カバー攻略の真実

  バスはカバーについている。

  常識である。知らないというバスアングラーは、多分いまい。しかしながら「知っている」と「理解している」の間には、海よりも広い乖離があるものだ。僕はある日の釣行でそれを思い知った。

  その野池は、通い慣れた池だった。春の定番とも言うべき池で、水底にある凹凸の一つまで知り尽くしたと自負していた。

  しかし、その日はなぜか反応が薄かった。時期的にアフターだったこともあり、僕はそれを理由にして、早々にその池を見切ってしまった。今日は駄目だ、と。しかし、そんな僕を尻目に某ホワイトナポレオン氏は諦めなかった。彼はその時、とんでもない決断をする。

「食った!」

  という叫び声に僕が振り向くと…?あれ?ホワイトナポレオンさん、どこやねん?姿が見えないのである。ばしゃばしゃとバスとファイトする音だけがする。目を凝らすと、なんと彼は物凄いブッシュの中に潜り込んでバスと格闘していたのである。

  駆け付けてみれば、そこはキャストどころか身動きすらまま成らないほど枝の入り組んだブッシュであった。その中に潜り込み、ルアーだけを真下に落したのである。枝の隙間から抜けてきたバスはなんと45UP。僕が唖然呆然とした事は言うまでもない。

  カバーの中にバスはいる。もう一度言うがこれは常識である。しかしながら、その時僕は、そんな見るからにバスがいそうなカバーとはいえ、ルアーを通す事もままならなそうなブッシュなど、初めから釣りの対象にはならないと思い込んでいたのである。

  それ以来、そのメソッドは「ジャングリング」と呼ばれて伝説となった訳だが、それまで僕は、バスがいそうなカバーだとはいえ、その中にごそごそと音を立てて侵入するような真似をしたらバスは逃げるだろうとも思っていた。しかし、それがとんでもない誤りである事がこの時、実証されたのであった。

  バスというお魚は、その場所の水深が例え30cmしかなくても、適したカバーさえあればそこにいるのである。それくらいカバーが好きなのだ。しかも、カバーの中にいると安心するのか、相当な事があっても逃げない。そして、気が緩んでもいるのか、実にあっさりとルアーを食ってくる。

  自ずと導き出される結論としては「イージーに魚が釣りたければカバーを撃て!」ということであろう。更に言えば「でかいバスが釣りたければより濃いカバーを撃て!」ということになるであろう。そんなことは知ってる?いやいや、僕がジャングリングを見ちまったような経験をしなければ、これはなかなか実感できない筈である。

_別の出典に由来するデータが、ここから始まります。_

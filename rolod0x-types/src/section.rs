//! Address-book sections, the unit of user-facing organization.

use serde::{Deserialize, Serialize};
use std::fmt;
use uuid::Uuid;

/// Title given to sections synthesized by migration or as defaults.
pub const DEFAULT_SECTION_TITLE: &str = "Personal addressbook";

/// Strongly-typed section identifier (NewType pattern).
#[derive(Debug, Clone, Copy, PartialEq, Eq, Hash, Serialize, Deserialize)]
pub struct SectionId(pub Uuid);

impl SectionId {
    pub fn new() -> Self {
        Self(Uuid::new_v4())
    }
}

impl Default for SectionId {
    fn default() -> Self {
        Self::new()
    }
}

impl fmt::Display for SectionId {
    fn fmt(&self, f: &mut fmt::Formatter<'_>) -> fmt::Result {
        write!(f, "{}", self.0)
    }
}

/// Format of a section's label text. Only the native format exists today.
#[derive(Debug, Clone, Copy, Default, PartialEq, Eq, Serialize, Deserialize)]
#[serde(rename_all = "lowercase")]
pub enum SectionFormat {
    #[default]
    Rolod0x,
}

/// Where a section's label text comes from. Only pasted text exists today.
#[derive(Debug, Clone, Copy, Default, PartialEq, Eq, Serialize, Deserialize)]
#[serde(rename_all = "lowercase")]
pub enum SectionSource {
    #[default]
    Text,
}

/// A named, self-contained block of address-label text plus metadata.
#[derive(Debug, Clone, PartialEq, Eq, Serialize, Deserialize)]
pub struct AddressBookSection {
    pub id: SectionId,
    pub title: String,
    pub format: SectionFormat,
    pub source: SectionSource,
    /// Raw label text, one `<address> <label> [// comment]` entry per line.
    pub labels: String,
    pub url: Option<String>,
}

/// Wraps a raw label-text blob in a fresh section with a new random id.
/// Used both for defaults and when migrating the legacy single-blob schema.
pub fn labels_to_section(labels: impl Into<String>) -> AddressBookSection {
    AddressBookSection {
        id: SectionId::new(),
        title: DEFAULT_SECTION_TITLE.to_string(),
        format: SectionFormat::Rolod0x,
        source: SectionSource::Text,
        labels: labels.into(),
        url: None,
    }
}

  何故かと言えば、ヘビーカバーか絡む場所での釣りは大変だからである。単純にテキサスリグを使う釣りでヘビーカバーを攻める事を考えてみよう

  濃いウィードや葦、こんもりしたブッシュにテキサスリグを落すには、まず重いシンカーを使わなければならない。場合によっては1オンスに迫るシンカーが必要になるだろう。そんなもの、普通は持っていない。シンカーが重くなれは、ロッドもやはりそれに応じたロッドが必要になってくる。それにカバーからバスをぶち抜くには、やはりH以上のかちかちロッドが必要だ。さて、Hフレックスのロッドなどどれだけのアングラーがもっているだろうか?そして滅茶苦茶太いライン。最近は20ポンドのフロロなど滅多に売っていない。

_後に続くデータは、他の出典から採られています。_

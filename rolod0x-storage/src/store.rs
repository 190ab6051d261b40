//! The options store: schema access and section CRUD over the backend.

use serde_json::{Map, Value};
use std::fmt;
use std::sync::Arc;
use tracing::debug;

use rolod0x_types::{
    deserialize_options, labels_to_section, AddressBookSection, OptionsDeserialized,
    OptionsSerialized, SectionId, ThemeName,
};

use crate::error::{StorageError, StorageResult};
use crate::kv::KeyValueStore;
use crate::migrate::{
    detect_version, migrate_to_sections, migrate_v1_to_v2, remove_unused, Migration, SchemaVersion,
};

/// Backend key the whole options blob lives under.
const DEFAULT_NAMESPACE: &str = "options";

/// Configuration for an [`OptionsStore`]: compiled-in defaults, the ordered
/// load-time migration list, and the backend key to store under.
#[derive(Clone)]
pub struct OptionsStoreConfig {
    /// Defaults merged underneath whatever is stored.
    pub defaults: OptionsSerialized,
    /// Upgrades applied to the raw stored blob at load time, in order.
    pub migrations: Vec<Migration>,
    /// Backend key the blob is stored under.
    pub namespace: String,
}

impl Default for OptionsStoreConfig {
    fn default() -> Self {
        Self {
            defaults: OptionsSerialized::default(),
            migrations: vec![migrate_to_sections, remove_unused],
            namespace: DEFAULT_NAMESPACE.to_string(),
        }
    }
}

/// Partial update of the options; `None` fields are untouched.
#[derive(Debug, Clone, Default)]
pub struct OptionsPatch {
    pub theme_name: Option<ThemeName>,
    pub display_label_format: Option<String>,
    pub display_guess_format: Option<String>,
    pub has_seen_tour: Option<bool>,
    pub sections: Option<Vec<AddressBookSection>>,
}

impl OptionsPatch {
    /// Patch carrying only a replacement section collection.
    pub fn sections(sections: Vec<AddressBookSection>) -> Self {
        Self {
            sections: Some(sections),
            ..Self::default()
        }
    }
}

/// Partial update of a single section; `None` fields are untouched.
/// `format` and `source` have a single variant each, so patching them
/// would be a no-op and they are omitted.
#[derive(Debug, Clone, Default)]
pub struct SectionPatch {
    pub id: Option<SectionId>,
    pub title: Option<String>,
    pub labels: Option<String>,
    /// `Some(None)` clears the url; `None` leaves it untouched.
    pub url: Option<Option<String>>,
}

impl SectionPatch {
    /// Patch carrying only a new title.
    pub fn title(title: impl Into<String>) -> Self {
        Self {
            title: Some(title.into()),
            ..Self::default()
        }
    }

    /// Patch carrying only new label text.
    pub fn labels(labels: impl Into<String>) -> Self {
        Self {
            labels: Some(labels.into()),
            ..Self::default()
        }
    }

    fn apply_to(&self, section: &mut AddressBookSection) {
        if let Some(id) = self.id {
            section.id = id;
        }
        if let Some(title) = &self.title {
            section.title = title.clone();
        }
        if let Some(labels) = &self.labels {
            section.labels = labels.clone();
        }
        if let Some(url) = &self.url {
            section.url = url.clone();
        }
    }
}

/// Handle to the persisted options.
///
/// Explicitly constructed via [`OptionsStore::load`]; callers own its
/// lifetime and there is no implicit teardown. Every operation below is a
/// full read-modify-write round trip of the single blob, so two concurrent
/// writers produce last-write-wins results with silent loss of the other
/// writer's change.
#[derive(Clone)]
pub struct OptionsStore {
    backend: Arc<dyn KeyValueStore>,
    config: OptionsStoreConfig,
}

impl fmt::Debug for OptionsStore {
    fn fmt(&self, f: &mut fmt::Formatter<'_>) -> fmt::Result {
        f.debug_struct("OptionsStore")
            .field("namespace", &self.config.namespace)
            .field("migrations", &self.config.migrations.len())
            .finish()
    }
}

impl OptionsStore {
    /// Loads (or initializes) the options from `backend` with the standard
    /// defaults and migration list.
    pub async fn load(backend: Arc<dyn KeyValueStore>) -> StorageResult<Self> {
        Self::with_config(backend, OptionsStoreConfig::default()).await
    }

    /// Loads with explicit configuration, applying any pending schema
    /// migrations to the stored blob before returning the handle.
    pub async fn with_config(
        backend: Arc<dyn KeyValueStore>,
        config: OptionsStoreConfig,
    ) -> StorageResult<Self> {
        let store = Self { backend, config };
        store.run_migrations().await?;
        Ok(store)
    }

    async fn run_migrations(&self) -> StorageResult<()> {
        let mut raw = self.read_raw().await?;
        let before = raw.clone();
        for migration in &self.config.migrations {
            migration(&mut raw, &self.config.defaults);
        }
        if raw != before {
            debug!(namespace = %self.config.namespace, "writing back migrated options");
            self.write_raw(raw).await?;
        }
        Ok(())
    }

    /// Raw stored blob, without defaults. A missing blob reads as empty.
    async fn read_raw(&self) -> StorageResult<Map<String, Value>> {
        match self.backend.get(&self.config.namespace).await? {
            Some(Value::Object(map)) => Ok(map),
            Some(_) => Err(StorageError::Backend(format!(
                "expected an object under key {:?}",
                self.config.namespace
            ))),
            None => Ok(Map::new()),
        }
    }

    async fn write_raw(&self, raw: Map<String, Value>) -> StorageResult<()> {
        self.backend
            .set(&self.config.namespace, Value::Object(raw))
            .await
    }

    /// Stored values layered over the compiled-in defaults.
    async fn merged_raw(&self) -> StorageResult<Map<String, Value>> {
        let mut merged = to_raw(&self.config.defaults)?;
        merged.extend(self.read_raw().await?);
        Ok(merged)
    }

    /// The full schema in its persisted (serialized) form.
    pub async fn get_all(&self) -> StorageResult<OptionsSerialized> {
        let merged = self.merged_raw().await?;
        Ok(serde_json::from_value(Value::Object(merged))?)
    }

    /// Overwrites the whole blob.
    pub async fn set_all(&self, options: &OptionsSerialized) -> StorageResult<()> {
        self.write_raw(to_raw(options)?).await
    }

    /// The full schema in its in-memory form, upgrading a legacy blob on
    /// the fly. Unlike the load-time migration list, an upgrade failure
    /// here does propagate to the caller.
    pub async fn get_all_deserialized(&self) -> StorageResult<OptionsDeserialized> {
        let mut merged = self.merged_raw().await?;
        if detect_version(&merged) == SchemaVersion::V1 {
            migrate_v1_to_v2(&mut merged)?;
        }
        let serialized: OptionsSerialized = serde_json::from_value(Value::Object(merged))?;
        Ok(deserialize_options(&serialized)?)
    }

    /// Merge-writes a partial update: present fields overwrite, absent
    /// fields are untouched. A `sections` array is re-serialized to its
    /// JSON string form before persisting.
    pub async fn set_deserialized(&self, patch: &OptionsPatch) -> StorageResult<()> {
        let mut merged = self.merged_raw().await?;
        if let Some(theme_name) = patch.theme_name {
            merged.insert("themeName".to_string(), serde_json::to_value(theme_name)?);
        }
        if let Some(format) = &patch.display_label_format {
            merged.insert("displayLabelFormat".to_string(), Value::String(format.clone()));
        }
        if let Some(format) = &patch.display_guess_format {
            merged.insert("displayGuessFormat".to_string(), Value::String(format.clone()));
        }
        if let Some(has_seen_tour) = patch.has_seen_tour {
            merged.insert("hasSeenTour".to_string(), Value::Bool(has_seen_tour));
        }
        if let Some(sections) = &patch.sections {
            merged.insert(
                "sections".to_string(),
                Value::String(serde_json::to_string(sections)?),
            );
        }
        self.write_raw(merged).await
    }

    /// Finds a section by id. Absence is `None`, not an error.
    pub async fn get_section(&self, id: SectionId) -> StorageResult<Option<AddressBookSection>> {
        let options = self.get_all_deserialized().await?;
        Ok(options.sections.into_iter().find(|section| section.id == id))
    }

    /// Field-merges `patch` into the section with `id` and persists the
    /// whole schema. Every other section is left untouched.
    pub async fn set_section(&self, id: SectionId, patch: &SectionPatch) -> StorageResult<()> {
        let mut options = self.get_all_deserialized().await?;
        let section = options
            .sections
            .iter_mut()
            .find(|section| section.id == id)
            .ok_or(StorageError::SectionNotFound(id))?;
        patch.apply_to(section);
        self.set_deserialized(&OptionsPatch::sections(options.sections))
            .await
    }

    /// Appends a fresh empty section with the given title and persists it.
    pub async fn add_section(&self, title: &str) -> StorageResult<AddressBookSection> {
        let mut options = self.get_all_deserialized().await?;
        let mut section = labels_to_section("");
        section.title = title.to_string();
        options.sections.push(section.clone());
        self.set_deserialized(&OptionsPatch::sections(options.sections))
            .await?;
        Ok(section)
    }

    /// Removes the section with `id`. The collection never goes empty:
    /// deleting the last section synthesizes a fresh empty one in its
    /// place. Deleting an unknown id rewrites the collection unchanged.
    pub async fn delete_section(&self, id: SectionId) -> StorageResult<()> {
        let mut options = self.get_all_deserialized().await?;
        options.sections.retain(|section| section.id != id);
        if options.sections.is_empty() {
            options.sections.push(labels_to_section(""));
        }
        self.set_deserialized(&OptionsPatch::sections(options.sections))
            .await
    }

    /// Overwrites everything with the compiled-in defaults and returns the
    /// freshly read-back blob, surfacing any backend transformation.
    pub async fn reset_to_defaults(&self) -> StorageResult<OptionsSerialized> {
        self.set_all(&self.config.defaults).await?;
        self.get_all().await
    }
}

/// A typed options blob as a raw JSON map.
fn to_raw(options: &OptionsSerialized) -> StorageResult<Map<String, Value>> {
    match serde_json::to_value(options)? {
        Value::Object(map) => Ok(map),
        _ => unreachable!("a struct with named fields serializes to an object"),
    }
}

  それにプラスして、壮絶なる根掛かりとの戦いが発生する。普通のカバーならまずは根掛かりなどしない筈のテキサスリグだが、ヘビーカバーではこれが容易に帰還不能状態になる。テキサスリグはリグるのが面倒だ。シンカーもタングステンなどは結構高価である。そんなテキサスリグが、一投でお亡くなりになる可能性があるのがヘビーカバーフィッシングという物なのである。

  これでは、ヘビーカバーを前にアングラーが尻込みしてしまうのはむしろ当然である。ちなみに、タックルが伴わないアングラーが無謀なカバーを攻めているのをたまに見掛けるが、バスが可哀相なのでやってはいけない。

  しかしながら、ヘビーカバーを避けていてはバスは釣れない。特にでかい奴は釣れないのである。超ハイプレッシャーフィールドで、人が5mおきに置物のように並んでいた時に、その間にあったヘビーカバーに無理矢理リグをねじ込んだら、あっさりヒットした事もある。アングラーならヘビーカバー専用タックルを必ず持っているべきだろう。滅多に出番が無いとしても。

  世の中には逆に、ヘビーカバー大好き、という人種がいる。彼らは常軌を逸したようなヘビーカバーにルアーを投げ込む。そこからバスをぶち抜く様は凶悪である。これを見て「おいおい、そこまでやらんでも」と思ってしまう様ではバス釣りというものが分かっていない。バスにとってヘビーカバーは一等地なのだ。濃いカバーであればあるほど、強いバス(つまりでかいバス)が陣取っている物なのである。真にでかいバスを狙いたいならそこまでやってこそ本物なのである。